The cryptocurrency market is still feeling the effects of the massive crisis that spilled over from the crypto trading platform FTX, but the author of the personal finance book ‘Rich Dad, Poor Dad’ Robert Kiyosaki, is still confident about the top two digital assets by market cap.

 

Indeed, Kiyosaki voiced his opinion that he didn’t consider FTX the representative of the entire crypto industry, as he explained in his interview with iHeart radio host and ‘Uncommunist Manifesto’ author Mark Moss, published on November 21.

Specifically, he said:

“I’m still bullish on Bitcoin but don’t consider silver and the silver ETF the same thing. And Bitcoin is not the same as Sam Bankman-Fried. (…) It’s FTX that’s the problem.”

According to Kiyosaki, a lot of people in his age demographic are staying away from crypto, especially after the recent crisis, but he is still a believer:

“I’m still in favor of Bitcoin. I’m not against it as many people in my genre, in my age group, are, because I think Bitcoin is solid. I’m actually more into blockchain and I do own Ethereum.”

FTX crash continues causing chaos

As a reminder, the wide-reaching trouble in the crypto market started after Sam Bankman-Fried’s crypto exchange halted clients’ withdrawals citing a liquidity crunch. In the chaos that ensued, most decentralized finance (DeFi) tokens suffered a dramatic decline in price, including BTC and ETH.

At press time, Bitcoin was changing hands at $15,699, breaking the previous support at $15,800 and losing 2.07% on the day and 7.13% across the previous week, as charts show.

Bitcoin 7-day price chart.

The current price also represents a cumulative loss of 18.19% on Bitcoin’s monthly chart, while its market capitalization stands at $301.7 billion, as per combined Finbold and CoinMarketCap data retrieved on November 22.

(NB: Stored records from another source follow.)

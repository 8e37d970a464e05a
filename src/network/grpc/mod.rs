//! gRPC binding of the chat protocol
//!
//! Serves `chat.ChittyChat` next to the standard `grpc.health.v1` service on
//! a listener bound by the caller. `Join` responses are long-lived streams,
//! so no server-wide request timeout is installed.

mod grpc_chat_service;
mod session_handler;

pub use session_handler::*;

#[cfg(test)]
mod grpc_chat_service_test;

use std::net::SocketAddr;
use std::sync::Arc;

use futures::FutureExt;
use tokio::net::TcpListener;
use tokio::sync::watch;
use tokio_stream::wrappers::TcpListenerStream;
use tonic::codec::CompressionEncoding;
use tonic_health::server::health_reporter;
use tracing::debug;
use tracing::error;
use tracing::info;
use tracing::warn;

use crate::proto::ChittyChatServer;
use crate::ChatNode;
use crate::Result;
use crate::SystemError;

/// Binds the chat listener. Failure here is fatal for the server process.
pub async fn bind_listener(address: SocketAddr) -> Result<TcpListener> {
    TcpListener::bind(address).await.map_err(|e| {
        error!("failed to bind {}: {:?}", address, e);
        SystemError::BindFailed { address, source: e }.into()
    })
}

/// Runs the RPC server until `shutdown_signal` fires and every open `Join`
/// stream has ended.
pub async fn start_rpc_server(
    node: Arc<ChatNode>,
    listener: TcpListener,
    mut shutdown_signal: watch::Receiver<()>,
) -> Result<()> {
    let local_addr = listener.local_addr()?;
    let config = node.config.clone();
    let network = &config.network;

    let (mut health_reporter, health_service) = health_reporter();
    health_reporter.set_serving::<ChittyChatServer<ChatNode>>().await;

    let chat_service = {
        let server = ChittyChatServer::from_arc(node.clone());
        if network.enable_compression {
            server
                .accept_compressed(CompressionEncoding::Gzip)
                .send_compressed(CompressionEncoding::Gzip)
        } else {
            server
        }
    };

    node.set_rpc_ready(true);
    info!("chat rpc server listening on {}", local_addr);

    let result = tonic::transport::Server::builder()
        .concurrency_limit_per_connection(network.concurrency_limit)
        .max_concurrent_streams(network.max_concurrent_streams)
        .tcp_nodelay(network.tcp_nodelay)
        .tcp_keepalive(Some(network.tcp_keepalive()))
        .http2_keepalive_interval(Some(network.http2_keep_alive_interval()))
        .http2_keepalive_timeout(Some(network.http2_keep_alive_timeout()))
        .add_service(health_service)
        .add_service(chat_service)
        .serve_with_incoming_shutdown(
            TcpListenerStream::new(listener),
            shutdown_signal.changed().map(|_| {
                warn!("Stopping chat rpc server on {}", local_addr);
            }),
        )
        .await;

    node.set_rpc_ready(false);

    if let Err(e) = result {
        error!("chat rpc server terminated with error: {:?}", e);
        return Err(SystemError::ServerUnavailable.into());
    }
    debug!("rpc service finished!");
    Ok(())
}
use std::path::Path;

use tracing::Subscriber;
use tracing_appender::non_blocking::WorkerGuard;
use tracing_subscriber::layer::SubscriberExt;
use tracing_subscriber::util::SubscriberInitExt;
use tracing_subscriber::EnvFilter;
use tracing_subscriber::Layer;

use super::file_io;
use crate::Result;

/// Whether an existing log file survives process start.
#[derive(Debug, Clone, Copy, PartialEq, Eq)]
pub enum LogMode {
    Append,
    /// Start from an empty file
    Reset,
}

/// Routes `tracing` events to `log_path` through a non-blocking writer.
///
/// The returned guard flushes pending lines on drop and must be held for
/// the lifetime of the process. Filtering follows `RUST_LOG`, `info` by
/// default.
pub fn init_observability(
    log_path: &Path,
    mode: LogMode,
) -> Result<WorkerGuard> {
    let (subscriber, guard) = file_subscriber(log_path, mode)?;
    subscriber.init();

    Ok(guard)
}

/// Builds the file-backed subscriber without installing it.
pub(crate) fn file_subscriber(
    log_path: &Path,
    mode: LogMode,
) -> Result<(impl Subscriber + Send + Sync + 'static, WorkerGuard)> {
    let log_file = match mode {
        LogMode::Append => file_io::open_file_for_append(log_path)?,
        LogMode::Reset => file_io::reset_file_for_append(log_path)?,
    };

    let (non_blocking, guard) = tracing_appender::non_blocking(log_file);
    let filter = EnvFilter::try_from_default_env().unwrap_or_else(|_| EnvFilter::new("info"));
    let base_subscriber = tracing_subscriber::fmt::layer()
        .with_writer(non_blocking)
        .with_ansi(false)
        .with_filter(filter);

    Ok((tracing_subscriber::registry().with(base_subscriber), guard))
}
fn main() -> Result<(), Box<dyn std::error::Error>> {
    println!("cargo:rerun-if-changed=proto/chat.proto");

    tonic_build::configure()
        .type_attribute(".", "#[derive(serde::Serialize, serde::Deserialize)]")
        .compile_protos(&["proto/chat.proto"], &["."])
        .unwrap_or_else(|e| panic!("protobuf compile error: {}", e));

    Ok(())
}
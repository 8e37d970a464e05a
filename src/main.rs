use chitty_chat::bind_listener;
use chitty_chat::ChatConfig;
use chitty_chat::observability::init_observability;
use chitty_chat::observability::LogMode;
use chitty_chat::start_metrics_server;
use chitty_chat::NodeBuilder;
use chitty_chat::Result;
use chitty_chat::SystemError;
use tokio::signal::unix::signal;
use tokio::signal::unix::SignalKind;
use tokio::sync::watch;
use tracing::error;
use tracing::info;

#[tokio::main(flavor = "multi_thread")]
async fn main() -> Result<()> {
    // Initializing Shutdown Signal
    let (graceful_tx, graceful_rx) = watch::channel(());

    let settings = ChatConfig::new()?.validate()?;

    // Each run starts a fresh log
    let _guard = init_observability(&settings.server.log_path(), LogMode::Reset)?;

    let listen_address = settings.server.listen_address;
    let listener = match bind_listener(listen_address).await {
        Ok(listener) => listener,
        Err(e) => {
            eprintln!("Server: failed to listen on {}: {}", listen_address, e);
            return Err(e);
        }
    };
    println!("Server: listening on {}", listen_address);

    let node = NodeBuilder::init(settings.clone(), graceful_rx.clone()).build();

    if settings.monitoring.prometheus_enabled {
        tokio::spawn(start_metrics_server(
            settings.monitoring.prometheus_port,
            graceful_rx.clone(),
        ));
    }

    info!("Application started. Waiting for CTRL+C signal...");
    tokio::spawn(async {
        if let Err(e) = graceful_shutdown(graceful_tx).await {
            error!("Failed to shutdown: {:?}", e);
        }
    });

    if let Err(e) = node.serve(listener).await {
        error!("chat server stops: {:?}", e);
        return Err(e);
    }

    println!("Exiting program.");
    Ok(())
}

async fn graceful_shutdown(graceful_tx: watch::Sender<()>) -> Result<()> {
    let mut sigint = signal(SignalKind::interrupt())?;
    let mut sigterm = signal(SignalKind::terminate())?;
    tokio::select! {
        _ = sigint.recv() => {
            info!("SIGINT detected.");
        },
        _ = sigterm.recv() => {
            info!("SIGTERM detected.");
        },
        _ = tokio::signal::ctrl_c() => {
            info!("Ctrl+C detected.");
        },
    }

    graceful_tx.send(()).map_err(|e| {
        error!("Failed to send shutdown signal: {}", e);
        SystemError::SignalSendFailed(format!("Failed to send shutdown signal: {}", e))
    })?;

    info!("Shutdown completed");
    Ok(())
}
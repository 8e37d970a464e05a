mod agent;
mod transport;

pub use agent::*;
pub use transport::*;
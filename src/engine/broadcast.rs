//! Broadcast server: the join / publish / leave protocol
//!
//! Owns the process-wide Lamport clock and the subscriber registry. The
//! clock mutex is the single serialization point of the protocol: every
//! registry mutation and every fan-out happens while it is held, so
//! subscribers observe messages in clock order and no broadcast ever sees a
//! half-applied join or leave. Fan-out only uses `try_send`, so the lock is
//! never held across an await point.
//!
//! # Connection lifecycle
//!
//! ```text
//! CONNECTING ──join()──> JOINED ──publish()*──> LEAVING ──leave()──> CLOSED
//! ```

use parking_lot::Mutex;
use tracing::info;
use tracing::warn;

use super::BroadcastOutcome;
use super::ClockValue;
use super::LamportClock;
use super::MessageSink;
use super::Subscriber;
use super::SubscriberRegistry;
use crate::constants::departure_notice;
use crate::constants::welcome_notice;
use crate::metrics;
use crate::proto::ChatMessage;
use crate::Error;
use crate::Result;

/// Why a joined connection is being torn down.
#[derive(Debug, Clone, Copy, PartialEq, Eq)]
pub enum LeaveReason {
    /// Client went away (normal exit, network failure, transport error)
    Disconnected,
    /// A later `Join` took the identity over. The earlier stream is closed
    /// without a departure notice instead of lingering beside its successor.
    Superseded,
    /// The server is stopping
    Shutdown,
}

/// Ticket returned by [`BroadcastServer::join`], consumed by `leave`.
#[derive(Debug, Clone)]
pub struct Subscription {
    pub identity: String,
    pub subscriber: Subscriber,
}

impl Subscription {
    pub fn id(&self) -> u64 {
        self.subscriber.id
    }
}

#[derive(Debug)]
pub struct BroadcastServer {
    clock: Mutex<LamportClock>,
    registry: SubscriberRegistry,
}

impl Default for BroadcastServer {
    fn default() -> Self {
        Self::new(LamportClock::default())
    }
}

impl BroadcastServer {
    pub fn new(clock: LamportClock) -> Self {
        Self {
            clock: Mutex::new(clock),
            registry: SubscriberRegistry::new(),
        }
    }

    /// Registers `sink` for `identity` and greets everyone, the newcomer
    /// included, with a welcome notice stamped with the current clock.
    ///
    /// A duplicate identity replaces the earlier sink; the displaced
    /// connection is told to close through its `superseded` token.
    ///
    /// An empty or whitespace-only identity is rejected with
    /// [`Error::InvalidRequest`] (`InvalidArgument` over gRPC) and nothing is
    /// registered.
    pub fn join(
        &self,
        identity: &str,
        sink: MessageSink,
    ) -> Result<Subscription> {
        if identity.trim().is_empty() {
            return Err(Error::InvalidRequest("identity must not be empty".into()));
        }

        let clock = self.clock.lock();

        let (subscriber, replaced) = self.registry.add(identity, sink);
        if let Some(previous) = replaced {
            warn!(
                identity = %identity,
                previous_id = previous.id,
                subscriber_id = subscriber.id,
                "Identity already joined, superseding earlier connection"
            );
            previous.superseded.cancel();
        }
        metrics::ACTIVE_SUBSCRIBERS.set(self.registry.len() as i64);

        let welcome = ChatMessage::system(welcome_notice(identity), clock.current());
        let outcome = self.registry.broadcast(&welcome);
        record_broadcast("welcome", &outcome);

        info!(
            identity = %identity,
            subscriber_id = subscriber.id,
            clock = clock.current(),
            subscribers = self.registry.len(),
            "Client joined"
        );

        Ok(Subscription {
            identity: identity.to_string(),
            subscriber,
        })
    }

    /// Stamps `message` with the server clock and fans it out to every
    /// subscriber, the publisher included.
    ///
    /// A clock that is not strictly ahead of the server is corrected to
    /// `server + 1`; a clock ahead of the server becomes the new server
    /// clock. Returns the message as delivered.
    pub fn publish(
        &self,
        mut message: ChatMessage,
    ) -> ChatMessage {
        let mut clock = self.clock.lock();

        let requested = message.lamport_clock;
        message.lamport_clock = clock.observe(requested);
        metrics::SERVER_CLOCK.set(message.lamport_clock);

        let outcome = self.registry.broadcast(&message);
        record_broadcast("publish", &outcome);

        info!(
            sender = %message.sender,
            requested_clock = requested,
            clock = message.lamport_clock,
            delivered = outcome.delivered,
            failed = outcome.failed(),
            "Message published"
        );

        message
    }

    /// Tears down a joined connection.
    ///
    /// The entry is only removed while it still belongs to `subscription`.
    /// Every reason except [`LeaveReason::Superseded`] announces the
    /// departure to the remaining subscribers.
    pub fn leave(
        &self,
        subscription: &Subscription,
        reason: LeaveReason,
    ) {
        let clock = self.clock.lock();

        let removed = self.registry.remove_if_current(&subscription.identity, subscription.id());
        metrics::ACTIVE_SUBSCRIBERS.set(self.registry.len() as i64);

        info!(
            identity = %subscription.identity,
            subscriber_id = subscription.id(),
            ?reason,
            removed,
            "Client disconnected"
        );

        if reason == LeaveReason::Superseded {
            return;
        }

        let notice = ChatMessage::system(departure_notice(&subscription.identity), clock.current());
        let outcome = self.registry.broadcast(&notice);
        record_broadcast("leave", &outcome);
    }

    pub fn current_clock(&self) -> ClockValue {
        self.clock.lock().current()
    }

    pub fn subscriber_count(&self) -> usize {
        self.registry.len()
    }

    pub fn is_joined(
        &self,
        identity: &str,
    ) -> bool {
        self.registry.contains(identity)
    }
}

fn record_broadcast(
    kind: &str,
    outcome: &BroadcastOutcome,
) {
    metrics::MESSAGES_BROADCAST.with_label_values(&[kind]).inc();
    if outcome.dropped > 0 {
        metrics::DELIVERY_FAILURES
            .with_label_values(&["full"])
            .inc_by(outcome.dropped as u64);
    }
    if outcome.closed > 0 {
        metrics::DELIVERY_FAILURES
            .with_label_values(&["closed"])
            .inc_by(outcome.closed as u64);
    }
}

Meanwhile, Kiyosaki has remained one of the most vocal supporters of crypto, particularly of Bitcoin (BTC), which, as he affirmed in the interview, had purchased at around $6,000 and was still holding on to it.

 

This article does not contain investment advice or recommendations. Every investment and trading move involves risk, and readers should conduct their own research when making a decision.